//! Two-phase deposit: initiate, commit, settle, reconcile
//!
//! Initiate moves the tokens and locks the LP quote into the receipt while
//! only reading the pool. Commit runs wherever the pool currently lives (on
//! the venue while delegated) and applies the locked quote. Settle mints on
//! the base ledger once the commit has landed there. The protocol fee waits
//! in the vaults until settlement, so a refund returns the gross amounts.

use pinocchio::{
    account_info::AccountInfo,
    instruction::{Seed, Signer},
    msg,
    pubkey::Pubkey,
    ProgramResult,
};
use pool_common::*;
use pool_model::{
    commit_deposit, ensure_reconciler, initiate_deposit, reconcile_deposit, settle_deposit,
    CommitOutcome, DepositOutcome, DepositResolution, DepositSettlement, ReconcileMode, RECONCILE_TIMEOUT_SECS,
};

use super::deposit::DepositArgs;
use super::{account_mut, expect_token_account, now, pool_mut, pool_view};
use crate::cpi::{create_pda_if_missing, mint_to, transfer};
use crate::log::{log_pair, log_value};
use crate::pda::{derive_deposit_receipt, expect_pda, expect_transfer_authority};
use crate::state::model_bridge::*;
use crate::state::{load_mut, DepositReceiptAccount, LiquidityProviderAccount, PoolAccount, ZeroCopy};

pub fn apply_initiate_deposit(
    pool_acct: &PoolAccount,
    pool_key: &[u8; 32],
    receipt_acct: &mut DepositReceiptAccount,
    provider_key: &[u8; 32],
    args: &DepositArgs,
    now: i64,
) -> Result<DepositOutcome, PoolError> {
    if &receipt_acct.provider != provider_key {
        msg!("Error: Receipt belongs to another provider");
        return Err(PoolError::InvalidAccount);
    }
    let pool = pool_to_model(pool_acct)?;
    let mut receipt = deposit_receipt_to_model(receipt_acct)?;
    let outcome = initiate_deposit(
        &pool,
        pool_key,
        &mut receipt,
        provider_key,
        args.amount_a,
        args.amount_b,
        args.min_lp_tokens,
        now,
    )?;
    store_deposit_receipt(receipt_acct, &receipt);
    Ok(outcome)
}

pub fn apply_commit_deposit(
    pool_acct: &mut PoolAccount,
    pool_key: &[u8; 32],
    ledger: &mut LiquidityProviderAccount,
    receipt_acct: &mut DepositReceiptAccount,
    now: i64,
) -> Result<CommitOutcome, PoolError> {
    let mut pool = pool_to_model(pool_acct)?;
    let mut provider = provider_to_model(ledger)?;
    let mut receipt = deposit_receipt_to_model(receipt_acct)?;
    let outcome = commit_deposit(&mut pool, pool_key, &mut provider, &mut receipt, now)?;
    if outcome == CommitOutcome::Applied {
        store_pool(pool_acct, &pool)?;
        store_provider(ledger, &provider);
        store_deposit_receipt(receipt_acct, &receipt);
    }
    Ok(outcome)
}

pub fn apply_settle_deposit(
    pool_key: &[u8; 32],
    receipt_acct: &mut DepositReceiptAccount,
) -> Result<DepositSettlement, PoolError> {
    if &receipt_acct.pool != pool_key {
        return Err(PoolError::InvalidPoolState);
    }
    let mut receipt = deposit_receipt_to_model(receipt_acct)?;
    let settlement = settle_deposit(&mut receipt)?;
    store_deposit_receipt(receipt_acct, &receipt);
    Ok(settlement)
}

#[allow(clippy::too_many_arguments)]
pub fn apply_reconcile_deposit(
    pool_acct: &mut PoolAccount,
    pool_key: &[u8; 32],
    ledger: &mut LiquidityProviderAccount,
    receipt_acct: &mut DepositReceiptAccount,
    mode: ReconcileMode,
    signer: &[u8; 32],
    now: i64,
) -> Result<DepositResolution, PoolError> {
    let mut pool = pool_to_model(pool_acct)?;
    let mut provider = provider_to_model(ledger)?;
    let mut receipt = deposit_receipt_to_model(receipt_acct)?;
    ensure_reconciler(&pool, &receipt.provider, signer)?;
    let resolution = reconcile_deposit(
        &mut pool,
        pool_key,
        &mut provider,
        &mut receipt,
        mode,
        now,
        RECONCILE_TIMEOUT_SECS,
    )?;
    store_pool(pool_acct, &pool)?;
    store_provider(ledger, &provider);
    store_deposit_receipt(receipt_acct, &receipt);
    Ok(resolution)
}

/// Process initiate deposit instruction
///
/// The pool may be owned by the delegation program; it is only read.
///
/// Expected accounts:
/// 0. `[writable, signer]` Provider wallet (payer)
/// 1. `[]` Pool
/// 2. `[writable]` Deposit receipt PDA `["deposit_recept", provider]`
/// 3. `[writable]` Provider token A account
/// 4. `[writable]` Provider token B account
/// 5. `[writable]` Vault A
/// 6. `[writable]` Vault B
/// 7. `[]` Token program
/// 8. `[]` System program
///
/// Expected data layout (24 bytes):
/// - amount_a: u64, amount_b: u64, min_lp_tokens: u64
pub fn process_initiate_deposit(
    program_id: &Pubkey,
    accounts: &[AccountInfo],
    data: &[u8],
) -> ProgramResult {
    let [provider, pool_info, receipt_info, user_a, user_b, vault_a, vault_b, _token_program, _system_program, ..] = accounts
    else {
        msg!("Error: InitiateDeposit requires 9 accounts");
        return Err(PoolError::InvalidInstruction.into());
    };
    validate_signer(provider)?;
    let args = DepositArgs::parse(data)?;
    let pool = unsafe { pool_view(pool_info, program_id)? };

    let bump = expect_pda(receipt_info, derive_deposit_receipt(provider.key(), program_id))?;
    let bump_seed = [bump];
    let seeds = [
        Seed::from(DEPOSIT_RECEIPT_SEED),
        Seed::from(&provider.key()[..]),
        Seed::from(&bump_seed[..]),
    ];
    create_pda_if_missing(
        provider,
        receipt_info,
        DepositReceiptAccount::LEN,
        program_id,
        &[Signer::from(&seeds)],
    )?;
    validate_owner(receipt_info, program_id)?;
    let receipt = unsafe { load_mut::<DepositReceiptAccount>(receipt_info.borrow_mut_data_unchecked())? };
    if !receipt.is_initialized() {
        receipt.init(*provider.key(), bump);
    }

    validate_key(vault_a, &pool.token_a_vault)?;
    validate_key(vault_b, &pool.token_b_vault)?;
    if expect_token_account(user_a, provider.key(), &pool.token_a_mint)? < args.amount_a
        || expect_token_account(user_b, provider.key(), &pool.token_b_mint)? < args.amount_b
    {
        msg!("Error: Insufficient token balance for deposit");
        return Err(PoolError::InsufficientFunds.into());
    }

    let outcome = apply_initiate_deposit(pool, pool_info.key(), receipt, provider.key(), &args, now()?)?;

    transfer(user_a, vault_a, provider, args.amount_a, &[])?;
    transfer(user_b, vault_b, provider, args.amount_b, &[])?;

    log_value("Deposit initiated, LP quote", outcome.lp_tokens);
    Ok(())
}

/// Process commit deposit instruction (venue or base)
///
/// Expected accounts:
/// 0. `[signer]` Fee payer
/// 1. `[writable]` Pool
/// 2. `[writable]` Provider ledger
/// 3. `[writable]` Deposit receipt
pub fn process_commit_deposit(
    program_id: &Pubkey,
    accounts: &[AccountInfo],
    _data: &[u8],
) -> ProgramResult {
    let [payer, pool_info, ledger_info, receipt_info, ..] = accounts else {
        msg!("Error: CommitDeposit requires 4 accounts");
        return Err(PoolError::InvalidInstruction.into());
    };
    validate_signer(payer)?;
    let pool = unsafe { account_mut::<PoolAccount>(pool_info, program_id)? };
    let ledger = unsafe { account_mut::<LiquidityProviderAccount>(ledger_info, program_id)? };
    let receipt = unsafe { account_mut::<DepositReceiptAccount>(receipt_info, program_id)? };

    match apply_commit_deposit(pool, pool_info.key(), ledger, receipt, now()?)? {
        CommitOutcome::Applied => log_value("Deposit committed, LP", receipt.lp_tokens_minted),
        CommitOutcome::AlreadyCommitted => msg!("Deposit receipt already committed"),
    }
    Ok(())
}

/// Process settle deposit instruction
///
/// Expected accounts:
/// 0. `[signer]` Fee payer (keeper or provider)
/// 1. `[]` Pool
/// 2. `[writable]` Deposit receipt
/// 3. `[writable]` LP mint
/// 4. `[writable]` Provider LP token account
/// 5. `[writable]` Vault A
/// 6. `[writable]` Vault B
/// 7. `[writable]` Fee recipient token A account
/// 8. `[writable]` Fee recipient token B account
/// 9. `[]` Transfer authority PDA
/// 10. `[]` Token program
pub fn process_settle_deposit(
    program_id: &Pubkey,
    accounts: &[AccountInfo],
    _data: &[u8],
) -> ProgramResult {
    let [payer, pool_info, receipt_info, lp_mint, user_lp, vault_a, vault_b, fee_a, fee_b, transfer_authority, _token_program, ..] =
        accounts
    else {
        msg!("Error: SettleDeposit requires 11 accounts");
        return Err(PoolError::InvalidInstruction.into());
    };
    validate_signer(payer)?;
    let pool = unsafe { pool_view(pool_info, program_id)? };
    let receipt = unsafe { account_mut::<DepositReceiptAccount>(receipt_info, program_id)? };

    validate_key(lp_mint, &pool.lp_mint)?;
    validate_key(vault_a, &pool.token_a_vault)?;
    validate_key(vault_b, &pool.token_b_vault)?;
    expect_transfer_authority(transfer_authority, pool.authority_bump, program_id)?;
    expect_token_account(user_lp, &receipt.provider, &pool.lp_mint)?;
    expect_token_account(fee_a, &pool.fee_recipient, &pool.token_a_mint)?;
    expect_token_account(fee_b, &pool.fee_recipient, &pool.token_b_mint)?;

    let settlement = apply_settle_deposit(pool_info.key(), receipt)?;

    let bump = [pool.authority_bump];
    let seeds = [Seed::from(TRANSFER_AUTHORITY_SEED), Seed::from(&bump[..])];
    let signers = [Signer::from(&seeds)];
    mint_to(lp_mint, user_lp, transfer_authority, settlement.lp_tokens, &signers)?;
    pay_protocol_fees([vault_a, vault_b], [fee_a, fee_b], transfer_authority, &settlement, &signers)?;

    log_value("Deposit settled, LP minted", settlement.lp_tokens);
    Ok(())
}

fn pay_protocol_fees(
    vaults: [&AccountInfo; 2],
    recipients: [&AccountInfo; 2],
    transfer_authority: &AccountInfo,
    settlement: &DepositSettlement,
    signers: &[Signer],
) -> ProgramResult {
    if settlement.protocol_fee_a > 0 {
        transfer(vaults[0], recipients[0], transfer_authority, settlement.protocol_fee_a, signers)?;
    }
    if settlement.protocol_fee_b > 0 {
        transfer(vaults[1], recipients[1], transfer_authority, settlement.protocol_fee_b, signers)?;
    }
    Ok(())
}

/// Process reconcile deposit instruction
///
/// Expected accounts:
/// 0. `[signer]` Provider or pool authority
/// 1. `[writable]` Pool
/// 2. `[writable]` Provider ledger
/// 3. `[writable]` Deposit receipt
/// 4. `[writable]` LP mint
/// 5. `[writable]` Provider LP token account
/// 6. `[writable]` Vault A
/// 7. `[writable]` Vault B
/// 8. `[writable]` Provider token A account
/// 9. `[writable]` Provider token B account
/// 10. `[writable]` Fee recipient token A account
/// 11. `[writable]` Fee recipient token B account
/// 12. `[]` Transfer authority PDA
/// 13. `[]` Token program
///
/// Expected data layout (1 byte):
/// - mode: u8 (0 = complete, 1 = refund)
pub fn process_reconcile_deposit(
    program_id: &Pubkey,
    accounts: &[AccountInfo],
    data: &[u8],
) -> ProgramResult {
    let [signer, pool_info, ledger_info, receipt_info, lp_mint, user_lp, vault_a, vault_b, user_a, user_b, fee_a, fee_b, transfer_authority, _token_program, ..] =
        accounts
    else {
        msg!("Error: ReconcileDeposit requires 14 accounts");
        return Err(PoolError::InvalidInstruction.into());
    };
    validate_signer(signer)?;
    let mode = ReconcileMode::from_u8(InstructionReader::new(data).read_u8()?)
        .ok_or(PoolError::InvalidInstruction)?;

    let pool = unsafe { pool_mut(pool_info, program_id)? };
    let ledger = unsafe { account_mut::<LiquidityProviderAccount>(ledger_info, program_id)? };
    let receipt = unsafe { account_mut::<DepositReceiptAccount>(receipt_info, program_id)? };

    validate_key(lp_mint, &pool.lp_mint)?;
    validate_key(vault_a, &pool.token_a_vault)?;
    validate_key(vault_b, &pool.token_b_vault)?;
    expect_transfer_authority(transfer_authority, pool.authority_bump, program_id)?;
    expect_token_account(user_lp, &receipt.provider, &pool.lp_mint)?;
    expect_token_account(user_a, &receipt.provider, &pool.token_a_mint)?;
    expect_token_account(user_b, &receipt.provider, &pool.token_b_mint)?;
    expect_token_account(fee_a, &pool.fee_recipient, &pool.token_a_mint)?;
    expect_token_account(fee_b, &pool.fee_recipient, &pool.token_b_mint)?;

    let resolution = apply_reconcile_deposit(pool, pool_info.key(), ledger, receipt, mode, signer.key(), now()?)?;

    let bump = [pool.authority_bump];
    let seeds = [Seed::from(TRANSFER_AUTHORITY_SEED), Seed::from(&bump[..])];
    let signers = [Signer::from(&seeds)];
    match resolution {
        DepositResolution::Minted(settlement) => {
            mint_to(lp_mint, user_lp, transfer_authority, settlement.lp_tokens, &signers)?;
            pay_protocol_fees([vault_a, vault_b], [fee_a, fee_b], transfer_authority, &settlement, &signers)?;
            log_value("Orphaned deposit completed, LP minted", settlement.lp_tokens);
        }
        DepositResolution::Refunded { amount_a, amount_b } => {
            transfer(vault_a, user_a, transfer_authority, amount_a, &signers)?;
            transfer(vault_b, user_b, transfer_authority, amount_b, &signers)?;
            log_pair("Orphaned deposit refunded", amount_a, amount_b);
        }
    }
    Ok(())
}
##########
EXERCISE DIRECTIONS: Output the lines above between the one holding "-> Result<DepositOutcome, PoolError>" and the one holding "let pool = pool_to_model(pool_acct)?;", inclusive, with nothing before or after them.

REPLY:
) -> Result<DepositOutcome, PoolError> {
    if &receipt_acct.provider != provider_key {
        msg!("Error: Receipt belongs to another provider");
        return Err(PoolError::InvalidAccount);
    }
    let pool = pool_to_model(pool_acct)?;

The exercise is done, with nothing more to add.